As mesas de operações de Wall Street estão se preparando para mais perdas no S&P 500 neste trimestre, mesmo com a onda verde de quarta-feira. Segundo a Bloomberg, operadores de grandes bancos afirmam que a alta não altera o panorama geral: odent Donald Trump está prestes a impor novas tarifas, e eles esperam que isso impacte fortemente as ações.
Goldman Sachs, Bank of America e outras instituições afirmaram que o anúncio de quarta-feira provavelmente trará mais volatilidade a um mercado que acaba de sair de seu pior trimestre desde 2022. As esperadas medidas comerciais estão sendo apontadas como um gatilho para maior pressão vendedora, e não como uma recuperação.
Operadores de Wall Street esperam uma correção mais acentuada
O Goldman Sachs divulgou um comunicado em 28 de março afirmando: "As previsões pessimistas estão se tornando mais frequentes entre os analistas e clientes". O comunicado indicava que a volatilidade desta semana poderia ser muito semelhante à observada durante as eleições americanas de novembro.
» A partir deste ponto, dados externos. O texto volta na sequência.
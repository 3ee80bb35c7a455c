//
// Copyright 2020-2022 Signal Messenger, LLC.
// SPDX-License-Identifier: AGPL-3.0-only
//

//! The storage the protocol reads and writes, and in-memory versions of each store.

#![warn(missing_docs)]

mod inmem;
mod traits;

pub use inmem::{
    InMemIdentityKeyStore, InMemPreKeyStore, InMemRecords, InMemSenderKeyStore,
    InMemSessionStore, InMemSignalProtocolStore, InMemSignedPreKeyStore,
};
pub use traits::{
    Direction, IdentityKeyStore, PreKeyStore, ProtocolStore, SenderKeyStore, SessionStore,
    SignedPreKeyStore,
};
//
// Copyright 2020 Signal Messenger, LLC.
// SPDX-License-Identifier: AGPL-3.0-only
//

use prost::Message;

use crate::proto::storage::SignedPreKeyRecordStructure;
use crate::{KeyPair, Result};

pub type SignedPreKeyId = u32;

/// A medium-term prekey, published with a signature by the identity key.
#[derive(Debug, Clone)]
pub struct SignedPreKeyRecord {
    id: SignedPreKeyId,
    /// Milliseconds since the Unix epoch.
    timestamp: u64,
    key_pair: KeyPair,
    signature: Vec<u8>,
}

impl SignedPreKeyRecord {
    pub fn new(id: SignedPreKeyId, timestamp: u64, key_pair: &KeyPair, signature: &[u8]) -> Self {
        Self {
            id,
            timestamp,
            key_pair: *key_pair,
            signature: signature.to_vec(),
        }
    }

    pub fn id(&self) -> SignedPreKeyId {
        self.id
    }

    pub fn timestamp(&self) -> u64 {
        self.timestamp
    }

    pub fn key_pair(&self) -> KeyPair {
        self.key_pair
    }

    pub fn signature(&self) -> &[u8] {
        &self.signature
    }

    pub fn serialize(&self) -> Vec<u8> {
        SignedPreKeyRecordStructure {
            id: self.id,
            public_key: self.key_pair.public_key.serialize().into_vec(),
            private_key: self.key_pair.private_key.serialize(),
            signature: self.signature.clone(),
            timestamp: self.timestamp,
        }
        .encode_to_vec()
    }

    pub fn deserialize(bytes: &[u8]) -> Result<Self> {
        let stored = SignedPreKeyRecordStructure::decode(bytes)?;
        Ok(Self {
            id: stored.id,
            timestamp: stored.timestamp,
            key_pair: KeyPair::from_public_and_private(&stored.public_key, &stored.private_key)?,
            signature: stored.signature,
        })
    }
}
O JPMorgan Chase também mantém uma postura pessimista, apontando o risco político e o impacto negativo das novas tarifas sobre a economia como questões-chave para o segundo trimestre.
Alexander Altmann, chefe global de estratégias táticas de ações do Barclays, afirmou que o problema é que o anúncio de Trump pode ser vago. Esse tipo de incerteza, segundo ele, paralisa os investidores. "A incerteza é a assassina de tudo nos mercados", disse Bloomberg. "Ela destrói decisões de investimento, gastos corporativos, bem como a confiança empresarial e do consumidor."
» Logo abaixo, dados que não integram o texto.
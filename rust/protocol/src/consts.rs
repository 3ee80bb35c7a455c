//
// Copyright 2020-2022 Signal Messenger, LLC.
// SPDX-License-Identifier: AGPL-3.0-only
//

#![warn(missing_docs)]

//! Protocol constants.

/// Caps on how far chains may be skipped and how much old state is retained.
pub mod limits {
    /// Largest counter gap a [crate::SignalMessage] may skip on its receiving chain.
    pub const MAX_FORWARD_JUMPS: usize = 5000;
    /// Largest iteration gap a [crate::SenderKeyMessage] may skip within one sender key state.
    pub const MAX_SENDER_KEY_FORWARD_JUMPS: usize = 2000;
    /// Skipped message keys cached per receiving chain and per sender key state.
    pub const MAX_MESSAGE_KEYS: usize = 2000;
    /// Receiving chains one session state holds.
    pub const MAX_RECEIVING_CHAINS: usize = 5;
    /// Archived states one [crate::SessionRecord] holds.
    pub const MAX_ARCHIVED_STATES: usize = 40;
    /// States one [crate::SenderKeyRecord] holds.
    pub const MAX_SENDER_KEY_STATES: usize = 5;
}

/// The largest 24-bit id. As a one-time prekey id it means "none".
pub const MEDIUM_MAX_VALUE: u32 = 0xFF_FFFF;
Os maiores estrategistas de Wall Street também estão recuando. No final do ano passado, eles previram que o S&P 500 subiria pelo terceiro ano consecutivo. A meta média para o final do ano era de 6.600 pontos. Agora, três dos mais otimistas admitiram que exageraram na previsão. Eles ainda acreditam que o mercado pode subir nos últimos três trimestres de 2025, mas ainda não estão apostando nisso.
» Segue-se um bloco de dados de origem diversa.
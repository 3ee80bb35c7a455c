//
// Copyright 2020 Signal Messenger, LLC.
// SPDX-License-Identifier: AGPL-3.0-only
//

//! The X3DH handshake that seeds a session, and the keys the double ratchet derives from it.

mod keys;

use arrayref::array_ref;
use rand::{CryptoRng, Rng};

pub use self::keys::MessageKeys;
pub(crate) use self::keys::{ChainKey, RootKey};
use crate::protocol::CIPHERTEXT_MESSAGE_CURRENT_VERSION;
use crate::state::SessionState;
use crate::{crypto, IdentityKey, IdentityKeyPair, KeyPair, PublicKey};

/// Keys known to the side that starts a session from the peer's prekey bundle.
#[derive(Clone, Copy)]
pub struct InitiatorKeys {
    pub identity: IdentityKeyPair,
    pub base_key: KeyPair,
    pub peer_identity: IdentityKey,
    pub peer_signed_pre_key: PublicKey,
    pub peer_one_time_pre_key: Option<PublicKey>,
    /// The peer's first ratchet key. Sessions built from a bundle use its signed prekey.
    pub peer_ratchet_key: PublicKey,
}

/// Keys known to the side that answers an incoming prekey message.
#[derive(Clone, Copy)]
pub struct ResponderKeys {
    pub identity: IdentityKeyPair,
    pub signed_pre_key: KeyPair,
    pub one_time_pre_key: Option<KeyPair>,
    /// Our first ratchet key pair. Sessions built from a prekey message use the signed prekey.
    pub ratchet_key: KeyPair,
    pub peer_identity: IdentityKey,
    pub peer_base_key: PublicKey,
}

/// Feeds 32 bytes of 0xFF and the agreements through HKDF, giving the first root and chain keys.
fn handshake_secrets<const N: usize>(agreements: [Option<[u8; 32]>; N]) -> (RootKey, ChainKey) {
    let mut input = Vec::with_capacity(32 * (N + 1));
    input.extend_from_slice(&[0xFFu8; 32]);
    for agreement in agreements.iter().flatten() {
        input.extend_from_slice(agreement);
    }

    let okm: [u8; 64] = crypto::derive_secrets(&input, None, b"WhisperText");
    (
        RootKey::new(*array_ref![okm, 0, 32]),
        ChainKey::new(*array_ref![okm, 32, 32], 0),
    )
}

/// Builds the initiator's first session state. It can receive on the peer's ratchet key, and
/// sends on a chain from a freshly generated ratchet key.
pub fn initialize_alice_session<R: Rng + CryptoRng>(
    keys: &InitiatorKeys,
    csprng: &mut R,
) -> SessionState {
    let base = &keys.base_key.private_key;
    let (root_key, receiving) = handshake_secrets([
        Some(
            keys.identity
                .private_key()
                .calculate_agreement(&keys.peer_signed_pre_key),
        ),
        Some(base.calculate_agreement(keys.peer_identity.public_key())),
        Some(base.calculate_agreement(&keys.peer_signed_pre_key)),
        keys.peer_one_time_pre_key
            .map(|one_time| base.calculate_agreement(&one_time)),
    ]);

    let ratchet_pair = KeyPair::generate(csprng);
    let (root_key, sending) = root_key.derive_chain(&keys.peer_ratchet_key, &ratchet_pair.private_key);

    log::info!(
        "new outgoing session, ratchet key {}",
        hex::encode(ratchet_pair.public_key.public_key_bytes())
    );

    SessionState::new(
        CIPHERTEXT_MESSAGE_CURRENT_VERSION,
        keys.identity.identity_key(),
        &keys.peer_identity,
        &root_key,
        &keys.base_key.public_key,
    )
    .with_receiving_chain(&keys.peer_ratchet_key, &receiving)
    .with_sending_chain(&ratchet_pair, &sending)
}

/// Builds the responder's first session state, which can only send until the initiator ratchets.
pub fn initialize_bob_session(keys: &ResponderKeys) -> SessionState {
    let peer_base = &keys.peer_base_key;
    let signed = &keys.signed_pre_key.private_key;
    let (root_key, sending) = handshake_secrets([
        Some(signed.calculate_agreement(keys.peer_identity.public_key())),
        Some(keys.identity.private_key().calculate_agreement(peer_base)),
        Some(signed.calculate_agreement(peer_base)),
        keys.one_time_pre_key
            .map(|one_time| one_time.private_key.calculate_agreement(peer_base)),
    ]);

    log::info!(
        "new incoming session for base key {}",
        hex::encode(peer_base.public_key_bytes())
    );

    SessionState::new(
        CIPHERTEXT_MESSAGE_CURRENT_VERSION,
        keys.identity.identity_key(),
        &keys.peer_identity,
        &root_key,
        peer_base,
    )
    .with_sending_chain(&keys.ratchet_key, &sending)
}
Algumas mesas de operações estão indo além. John Tully, do Bank of America, disse que o S&P 500, que está próximo de 5.600 pontos, pode cair abaixo de 5.500. Uma nota recente do UBS Group afirmou que ele poderia até mesmo chegar a 5.400 pontos se Trump prosseguir com a esperada tarifa de 20%.
Michael Romano, chefe de vendas de derivativos de ações para fundos de hedge da UBS Securities, alertou os clientes de que o mercado poderia oscilar bruscamente em qualquer direção. "Há uma ampla gama de resultados possíveis, com fortes oscilações em ambas as direções", escreveu Romano. "O que é particularmente preocupante são as altas probabilidades atribuídas aos movimentos de queda extremos."
O mercado de ações se recupera, com a Tesla liderando a reação após a provável saída de Elon Musk da DOGE
Os números de quarta-feira não refletiram essa cautela. O S&P 500 subiu 0,4%. O Nasdaq Composite também registrou alta. O Dow Jones Industrial Average ganhou 163 pontos, ou 0,3%. No entanto, mais cedo naquele dia, o S&P 500 havia caído mais de 1%, então essa não foi uma subida constante.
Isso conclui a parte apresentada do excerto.